- EXERCISE GOAL: Look for "json" in each line of the entries, and return the matching lines.

- INPUT DATA:
━━━━
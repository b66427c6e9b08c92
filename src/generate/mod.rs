//! Manifest generation from a directory's contents
//!
//! The generator walks the immediate children of a root directory once,
//! classifying files by suffix and subdirectories wholesale, then elects the
//! primary model, decides how to package leftovers as code and attaches the
//! detected license to the most relevant section.

mod assembler;
pub mod category;
pub mod directory;
mod error;
pub mod model;

pub use assembler::ManifestGenerator;
pub use category::{classify_file_name, Category};
pub use directory::{summarize_directory, DirectorySummary, DirectoryVerdict, UnresolvedReason};
pub use error::GenerateError;
pub use model::assemble_model;

use crate::manifest::{is_manifest_file_name, DEFAULT_MANIFEST_NAMES};
use std::path::Path;

const DEFAULT_CATCHALL_DIR_THRESHOLD: usize = 5;
const DEFAULT_MAX_LICENSE_BYTES: usize = 1_048_576; // 1MB

/// Tunables for a generation run
#[derive(Debug, Clone, PartialEq, Eq)]
pub struct GeneratorConfig {
    /// More unprocessed directories than this collapse into one catch-all code entry
    pub catchall_dir_threshold: usize,
    /// Upper bound on bytes read from a license file
    pub max_license_bytes: usize,
    /// Manifest file name in use, skipped alongside the default names
    pub manifest_name: String,
}

impl Default for GeneratorConfig {
    fn default() -> Self {
        Self {
            catchall_dir_threshold: DEFAULT_CATCHALL_DIR_THRESHOLD,
            max_license_bytes: DEFAULT_MAX_LICENSE_BYTES,
            manifest_name: DEFAULT_MANIFEST_NAMES[0].to_string(),
        }
    }
}

impl GeneratorConfig {
    /// Returns true for files this tool wrote itself, in either output format
    pub fn is_manifest_file(&self, file_name: &str) -> bool {
        let stem = file_name.strip_suffix(".json").unwrap_or(file_name);
        is_manifest_file_name(stem) || stem == self.manifest_name
    }
}

/// Joins a directory and a child name into a manifest path
pub(crate) fn relative_path(dir: &str, name: &str) -> String {
    Path::new(dir).join(name).to_string_lossy().into_owned()
}

#[cfg(test)]
mod tests {
    use super::*;

    #[test]
    fn test_relative_path() {
        assert_eq!(relative_path("weights", "model.bin"), "weights/model.bin");
    }

    #[test]
    fn test_manifest_file_detection() {
        let config = GeneratorConfig {
            manifest_name: "ArtifactManifest".to_string(),
            ..Default::default()
        };

        assert!(config.is_manifest_file("Packfile"));
        assert!(config.is_manifest_file("Packfile.json"));
        assert!(config.is_manifest_file(".packfile"));
        assert!(config.is_manifest_file("ArtifactManifest"));
        assert!(config.is_manifest_file("ArtifactManifest.json"));
        assert!(!config.is_manifest_file("config.json"));
        assert!(!config.is_manifest_file("Packfile.yaml"));
    }
}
━━━━
- TASK SOLUTION:
        let stem = file_name.strip_suffix(".json").unwrap_or(file_name);
        assert!(config.is_manifest_file("Packfile.json"));
        assert!(config.is_manifest_file("ArtifactManifest.json"));
        assert!(!config.is_manifest_file("config.json"));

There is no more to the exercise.